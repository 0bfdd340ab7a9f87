use crate::error::{DataError, Result};
use chrono::{DateTime, TimeZone, Utc};
use serde::{Deserialize, Serialize};
use std::collections::{BTreeMap, HashMap};
use std::fmt;
use std::time::Duration;

/// Capabilities supported by a data source
#[derive(Debug, Clone, Copy, Eq, PartialEq, Serialize, Deserialize)]
pub enum Capability {
    /// Tabular results
    Table,
    /// Time-series results
    TimeSeries,
    /// Query text macros ($__timeFilter, $__contains, ...)
    Macros,
    /// Result fields link back to a web console
    DeepLinks,
}

impl fmt::Display for Capability {
    fn fmt(&self, f: &mut fmt::Formatter<'_>) -> fmt::Result {
        match self {
            Capability::Table => write!(f, "table"),
            Capability::TimeSeries => write!(f, "time-series"),
            Capability::Macros => write!(f, "macros"),
            Capability::DeepLinks => write!(f, "deep-links"),
        }
    }
}

/// Field data types supported by query results
#[derive(Debug, Clone, Copy, Eq, PartialEq, Serialize, Deserialize)]
#[serde(rename_all = "lowercase")]
pub enum FieldType {
    /// Boolean true/false
    Boolean,
    /// 32-bit signed integer
    Int32,
    /// 64-bit signed integer
    Int64,
    /// 64-bit floating point
    Float64,
    /// UTF-8 string
    String,
    /// ISO 8601 timestamp
    Timestamp,
    /// JSON object
    Json,
}

impl fmt::Display for FieldType {
    fn fmt(&self, f: &mut fmt::Formatter<'_>) -> fmt::Result {
        match self {
            FieldType::Boolean => write!(f, "boolean"),
            FieldType::Int32 => write!(f, "int32"),
            FieldType::Int64 => write!(f, "int64"),
            FieldType::Float64 => write!(f, "float64"),
            FieldType::String => write!(f, "string"),
            FieldType::Timestamp => write!(f, "timestamp"),
            FieldType::Json => write!(f, "json"),
        }
    }
}

/// Shape the caller wants the result rendered as
#[derive(Debug, Clone, Copy, Default, Eq, PartialEq, Hash, Serialize, Deserialize)]
#[serde(rename_all = "snake_case")]
pub enum ResultFormat {
    #[default]
    Table,
    TimeSeries,
}

impl ResultFormat {
    /// Parse a result format hint. An empty hint means table.
    pub fn parse(hint: &str) -> Option<Self> {
        match hint {
            "" | "table" => Some(ResultFormat::Table),
            "time_series" => Some(ResultFormat::TimeSeries),
            _ => None,
        }
    }

    pub fn as_str(&self) -> &'static str {
        match self {
            ResultFormat::Table => "table",
            ResultFormat::TimeSeries => "time_series",
        }
    }
}

impl fmt::Display for ResultFormat {
    fn fmt(&self, f: &mut fmt::Formatter<'_>) -> fmt::Result {
        f.write_str(self.as_str())
    }
}

/// Absolute time window a batch of queries runs against.
///
/// Both ends are stored in UTC and `to` is always strictly after `from`.
#[derive(Debug, Clone, Copy, Eq, PartialEq, Serialize)]
pub struct TimeRange {
    from: DateTime<Utc>,
    to: DateTime<Utc>,
}

impl TimeRange {
    pub fn new<Tz: TimeZone>(from: DateTime<Tz>, to: DateTime<Tz>) -> Result<Self> {
        let from = from.with_timezone(&Utc);
        let to = to.with_timezone(&Utc);

        if to <= from {
            return Err(DataError::InvalidTimeRange(format!(
                "end {} is not after start {}",
                to.to_rfc3339(),
                from.to_rfc3339()
            )));
        }

        Ok(Self { from, to })
    }

    pub fn from(&self) -> DateTime<Utc> {
        self.from
    }

    pub fn to(&self) -> DateTime<Utc> {
        self.to
    }
}

/// A query as handed over by the request layer: the caller's ref id plus the
/// raw JSON model, untouched.
#[derive(Debug, Clone, Eq, PartialEq)]
pub struct DataQuery {
    pub ref_id: String,
    pub json: String,
    /// Suggested bucket width, used by `$__interval`
    pub interval: Option<Duration>,
    /// Named parameters available to `${name}` substitution
    pub variables: BTreeMap<String, String>,
}

impl DataQuery {
    pub fn new(ref_id: impl Into<String>, json: impl Into<String>) -> Self {
        Self {
            ref_id: ref_id.into(),
            json: json.into(),
            interval: None,
            variables: BTreeMap::new(),
        }
    }

    pub fn with_interval(mut self, interval: Duration) -> Self {
        self.interval = Some(interval);
        self
    }

    pub fn with_variable(mut self, name: impl Into<String>, value: impl Into<String>) -> Self {
        self.variables.insert(name.into(), value.into());
        self
    }
}

/// Link rendered next to a field value
#[derive(Debug, Clone, Eq, PartialEq, Serialize, Deserialize)]
#[serde(rename_all = "camelCase")]
pub struct DataLink {
    pub title: String,
    pub url: String,
    pub target_blank: bool,
}

/// Display metadata attached to a field
#[derive(Debug, Clone, Default, Eq, PartialEq, Serialize, Deserialize)]
pub struct FieldConfig {
    pub links: Vec<DataLink>,
}

/// Definition of a single field in a dataset
#[derive(Debug, Clone, PartialEq, Serialize, Deserialize)]
pub struct FieldDef {
    /// Field name
    pub name: String,
    /// Field type
    pub field_type: FieldType,
    /// Whether any value of the field is null
    pub nullable: bool,
    /// Links and other display metadata
    #[serde(skip_serializing_if = "Option::is_none")]
    pub config: Option<FieldConfig>,
}

impl FieldDef {
    pub fn new(name: impl Into<String>, field_type: FieldType) -> Self {
        Self {
            name: name.into(),
            field_type,
            nullable: false,
            config: None,
        }
    }
}

/// Schema of a result set, fields in column order
#[derive(Debug, Clone, Default, PartialEq, Serialize, Deserialize)]
pub struct DatasetSchema {
    pub fields: Vec<FieldDef>,
}

/// A row of data as key-value pairs
pub type DataRow = HashMap<String, serde_json::Value>;

/// Statistics about query execution
#[derive(Debug, Clone, PartialEq, Serialize, Deserialize)]
pub struct QueryStats {
    /// Number of rows returned
    pub row_count: usize,
    /// Query execution time in milliseconds
    pub execution_ms: u64,
}

/// Result of executing a single query
#[derive(Debug, Clone, PartialEq, Serialize, Deserialize)]
pub struct QueryResult {
    /// Ref id of the query that produced this result
    pub ref_id: String,
    /// Schema of returned data
    pub schema: DatasetSchema,
    /// Rows of data
    pub rows: Vec<DataRow>,
    /// Execution statistics
    pub stats: QueryStats,
    /// Query text as it was sent, after interpolation
    pub executed_query: Option<String>,
    /// Format the caller asked for
    pub result_format: ResultFormat,
}

impl QueryResult {
    /// Create a new query result
    pub fn new(
        ref_id: impl Into<String>,
        schema: DatasetSchema,
        rows: Vec<DataRow>,
        execution_ms: u64,
    ) -> Self {
        let row_count = rows.len();

        Self {
            ref_id: ref_id.into(),
            schema,
            rows,
            stats: QueryStats {
                row_count,
                execution_ms,
            },
            executed_query: None,
            result_format: ResultFormat::Table,
        }
    }

    pub fn with_executed_query(mut self, query: impl Into<String>) -> Self {
        self.executed_query = Some(query.into());
        self
    }

    pub fn with_result_format(mut self, format: ResultFormat) -> Self {
        self.result_format = format;
        self
    }

    /// Append `link` to the config of every field
    pub fn with_field_link(mut self, link: DataLink) -> Self {
        for field in &mut self.schema.fields {
            field
                .config
                .get_or_insert_with(FieldConfig::default)
                .links
                .push(link.clone());
        }
        self
    }
}

/// Outcome of one query: a table, or the diagnostic the remote service
/// answered with.
#[derive(Debug, Clone, PartialEq, Serialize, Deserialize)]
#[serde(tag = "kind", rename_all = "snake_case")]
pub enum NormalizedResult {
    Data(QueryResult),
    Error { status: u16, message: String },
}

impl NormalizedResult {
    pub fn is_error(&self) -> bool {
        matches!(self, NormalizedResult::Error { .. })
    }
}

/// Response for one query of a batch
#[derive(Debug, Clone, PartialEq, Serialize, Deserialize)]
pub struct DataResponse {
    pub ref_id: String,
    pub result: NormalizedResult,
}

#[cfg(test)]
mod tests {
    use super::*;
    use chrono::FixedOffset;

    #[test]
    fn test_time_range_normalizes_to_utc() {
        let offset = FixedOffset::east_opt(2 * 3600).unwrap();
        let from = offset.with_ymd_and_hms(2018, 3, 15, 15, 0, 0).unwrap();
        let to = offset.with_ymd_and_hms(2018, 3, 15, 15, 34, 0).unwrap();

        let range = TimeRange::new(from, to).unwrap();
        assert_eq!(range.from(), Utc.with_ymd_and_hms(2018, 3, 15, 13, 0, 0).unwrap());
        assert_eq!(range.to(), Utc.with_ymd_and_hms(2018, 3, 15, 13, 34, 0).unwrap());
    }

    #[test]
    fn test_time_range_rejects_empty_and_reversed() {
        let at = Utc.with_ymd_and_hms(2018, 3, 15, 13, 0, 0).unwrap();
        assert!(matches!(
            TimeRange::new(at, at),
            Err(DataError::InvalidTimeRange(_))
        ));
        assert!(TimeRange::new(at, at - chrono::Duration::minutes(1)).is_err());
    }

    #[test]
    fn test_result_format_parse() {
        assert_eq!(ResultFormat::parse(""), Some(ResultFormat::Table));
        assert_eq!(ResultFormat::parse("table"), Some(ResultFormat::Table));
        assert_eq!(
            ResultFormat::parse("time_series"),
            Some(ResultFormat::TimeSeries)
        );
        assert_eq!(ResultFormat::parse("graph"), None);
    }

    #[test]
    fn test_field_link_is_appended_to_every_field() {
        let schema = DatasetSchema {
            fields: vec![
                FieldDef::new("name", FieldType::String),
                FieldDef {
                    config: Some(FieldConfig {
                        links: vec![DataLink {
                            title: "existing".to_string(),
                            url: "http://other".to_string(),
                            target_blank: false,
                        }],
                    }),
                    ..FieldDef::new("count", FieldType::Int64)
                },
            ],
        };
        let link = DataLink {
            title: "View in Azure Portal".to_string(),
            url: "http://ds".to_string(),
            target_blank: true,
        };

        let result = QueryResult::new("A", schema, vec![], 0).with_field_link(link.clone());

        let first = result.schema.fields[0].config.as_ref().unwrap();
        assert_eq!(first.links, vec![link.clone()]);
        let second = result.schema.fields[1].config.as_ref().unwrap();
        assert_eq!(second.links.len(), 2);
        assert_eq!(second.links[1], link);
    }

    #[test]
    fn test_normalized_result_serializes_tagged() {
        let err = NormalizedResult::Error {
            status: 400,
            message: "boom".to_string(),
        };
        let json = serde_json::to_value(&err).unwrap();
        assert_eq!(json["kind"], "error");
        assert_eq!(json["status"], 400);
        assert!(err.is_error());
    }
}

→ **Exercise requirements**
Copy here each line of the preceding records with "DataRow" in it.

→ **Worked solution**
pub type DataRow = HashMap<String, serde_json::Value>;
    pub rows: Vec<DataRow>,
        rows: Vec<DataRow>,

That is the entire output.